» What to work on
In the entries below, count each line where "that" appears. Give the total and nothing more.

» Supplied material
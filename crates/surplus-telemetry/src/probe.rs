//! Rate-limit-window telemetry from a minimal authenticated API request.
//!
//! The request asks for a single output token; only the response headers
//! matter. Window headers look like
//! `anthropic-ratelimit-unified-<window>-{utilization,status,reset}` and the
//! bottleneck designation is `anthropic-ratelimit-unified-representative-claim`.

use std::time::Duration;

use async_trait::async_trait;
use indexmap::IndexMap;
use reqwest::{Client, StatusCode};
use serde_json::json;
use surplus_core::{TelemetryModel, UsageSnapshot, UsageWindow, WindowMeta, WindowSnapshot, WINDOW_ALLOWED};
use tracing::debug;

use crate::{clip, Credentials, TelemetryError, UsageSource};

const HEADER_PREFIX: &str = "anthropic-ratelimit-unified-";
const ANTHROPIC_VERSION: &str = "2023-06-01";
const OAUTH_BETA: &str = "oauth-2025-04-20";

pub struct RateLimitProbe {
    client: Client,
    api_url: String,
    model: String,
    credentials: Credentials,
    timeout: Duration,
}

impl RateLimitProbe {
    pub fn new(api_url: impl Into<String>, model: impl Into<String>, credentials: Credentials, timeout: Duration) -> Self {
        Self {
            client: Client::new(),
            api_url: api_url.into(),
            model: model.into(),
            credentials,
            timeout,
        }
    }
}

#[async_trait]
impl UsageSource for RateLimitProbe {
    fn model(&self) -> TelemetryModel {
        TelemetryModel::RateLimit
    }

    async fn fetch(&self) -> Result<UsageSnapshot, TelemetryError> {
        let token = self.credentials.access_token()?;
        let body = json!({
            "model": self.model,
            "max_tokens": 1,
            "messages": [{"role": "user", "content": "."}],
        });

        let resp = self
            .client
            .post(&self.api_url)
            .bearer_auth(token)
            .header("anthropic-version", ANTHROPIC_VERSION)
            .header("anthropic-beta", OAUTH_BETA)
            .json(&body)
            .timeout(self.timeout)
            .send()
            .await
            .map_err(|e| {
                if e.is_timeout() {
                    TelemetryError::Timeout(self.timeout)
                } else {
                    TelemetryError::Request(e)
                }
            })?;

        let status = resp.status();
        let mut snapshot = windows_from_headers(
            resp.headers()
                .iter()
                .filter_map(|(name, value)| value.to_str().ok().map(|v| (name.as_str(), v))),
        );
        debug!(%status, windows = snapshot.windows.len(), "usage probe answered");

        if status == StatusCode::TOO_MANY_REQUESTS {
            snapshot.rate_limited = true;
            return Ok(UsageSnapshot::RateLimit(snapshot));
        }
        if !status.is_success() {
            let text = resp.text().await.unwrap_or_default();
            return Err(TelemetryError::Http {
                status: status.as_u16(),
                body: clip(&text, 300),
            });
        }

        Ok(UsageSnapshot::RateLimit(snapshot))
    }
}

#[derive(Default)]
struct PartialWindow {
    utilization: Option<f64>,
    status: Option<String>,
    reset_at: Option<i64>,
}

/// Builds a window snapshot from response headers, keeping header order.
///
/// Only windows that report a utilization are kept. A window without its own
/// status inherits the overall unified status, and failing that is allowed.
pub fn windows_from_headers<'a>(headers: impl IntoIterator<Item = (&'a str, &'a str)>) -> WindowSnapshot {
    let mut partial: IndexMap<String, PartialWindow> = IndexMap::new();
    let mut overall_status: Option<String> = None;
    let mut claim: Option<String> = None;

    for (name, value) in headers {
        let name = name.to_ascii_lowercase();
        let Some(rest) = name.strip_prefix(HEADER_PREFIX) else {
            continue;
        };
        let value = value.trim();
        match rest {
            "representative-claim" => claim = Some(value.to_string()),
            "status" => overall_status = Some(value.to_string()),
            _ => {
                if let Some(window) = rest.strip_suffix("-utilization") {
                    partial.entry(window.to_string()).or_default().utilization = parse_utilization(value);
                } else if let Some(window) = rest.strip_suffix("-status") {
                    partial.entry(window.to_string()).or_default().status = Some(value.to_string());
                } else if let Some(window) = rest.strip_suffix("-reset") {
                    partial.entry(window.to_string()).or_default().reset_at = value.parse().ok();
                }
            }
        }
    }

    let windows: IndexMap<String, UsageWindow> = partial
        .into_iter()
        .filter_map(|(name, p)| {
            let utilization = p.utilization?;
            let status = p
                .status
                .or_else(|| overall_status.clone())
                .unwrap_or_else(|| WINDOW_ALLOWED.to_string());
            Some((
                name,
                UsageWindow {
                    utilization,
                    status,
                    reset_at: p.reset_at,
                },
            ))
        })
        .collect();

    let representative_claim = claim.map(|c| canonical_window_name(&c, &windows));

    WindowSnapshot {
        windows,
        meta: WindowMeta { representative_claim },
        rate_limited: false,
    }
}

/// Utilization as a 0..1 fraction. Values above 2 are read as percentages;
/// anything in between is an over-quota fraction and counts as full.
fn parse_utilization(value: &str) -> Option<f64> {
    let v: f64 = value.parse().ok()?;
    if !v.is_finite() || v < 0.0 {
        return None;
    }
    Some(if v > PERCENT_FLOOR { v / 100.0 } else { v.min(1.0) })
}

const PERCENT_FLOOR: f64 = 2.0;

/// The designation may use long names (`five_hour`) while window headers use
/// short ones (`5h`). Maps to the reported window name when one matches.
fn canonical_window_name(claim: &str, windows: &IndexMap<String, UsageWindow>) -> String {
    if windows.contains_key(claim) {
        return claim.to_string();
    }
    let short = claim
        .replace("seven_day", "7d")
        .replace("five_hour", "5h")
        .replace('-', "_");
    if windows.contains_key(&short) {
        short
    } else {
        claim.to_string()
    }
}

#[cfg(test)]
mod tests {
    use super::*;

    #[test]
    fn parses_unified_headers_in_order() {
        let headers = [
            ("content-type", "application/json"),
            ("anthropic-ratelimit-unified-status", "allowed"),
            ("anthropic-ratelimit-unified-5h-utilization", "0.42"),
            ("anthropic-ratelimit-unified-5h-status", "allowed"),
            ("anthropic-ratelimit-unified-5h-reset", "1760000000"),
            ("anthropic-ratelimit-unified-7d-utilization", "0.91"),
            ("anthropic-ratelimit-unified-7d-status", "allowed_warning"),
            ("anthropic-ratelimit-unified-representative-claim", "five_hour"),
            ("anthropic-ratelimit-unified-overage-status", "rejected"),
        ];
        let snap = windows_from_headers(headers);
        let names: Vec<&str> = snap.windows.keys().map(String::as_str).collect();
        assert_eq!(names, vec!["5h", "7d"]);
        assert_eq!(snap.windows["5h"].utilization, 0.42);
        assert_eq!(snap.windows["5h"].reset_at, Some(1_760_000_000));
        assert_eq!(snap.windows["7d"].status, "allowed_warning");
        assert_eq!(snap.meta.representative_claim.as_deref(), Some("5h"));
    }

    #[test]
    fn window_inherits_overall_status() {
        let snap = windows_from_headers([
            ("anthropic-ratelimit-unified-status", "rejected"),
            ("anthropic-ratelimit-unified-7d-utilization", "1.0"),
        ]);
        assert_eq!(snap.windows["7d"].status, "rejected");
    }

    #[test]
    fn percentages_are_normalized() {
        let snap = windows_from_headers([("anthropic-ratelimit-unified-5h-utilization", "37")]);
        assert_eq!(snap.windows["5h"].utilization, 0.37);
        assert_eq!(snap.windows["5h"].status, "allowed");
    }

    #[test]
    fn over_quota_fraction_is_full() {
        let snap = windows_from_headers([
            ("anthropic-ratelimit-unified-5h-utilization", "1.05"),
            ("anthropic-ratelimit-unified-5h-status", "allowed"),
        ]);
        assert_eq!(snap.windows["5h"].utilization, 1.0);
    }

    #[test]
    fn no_unified_headers_means_no_windows() {
        let snap = windows_from_headers([("x-request-id", "abc")]);
        assert!(snap.windows.is_empty());
        assert!(snap.meta.representative_claim.is_none());
    }
}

» Result of the task
2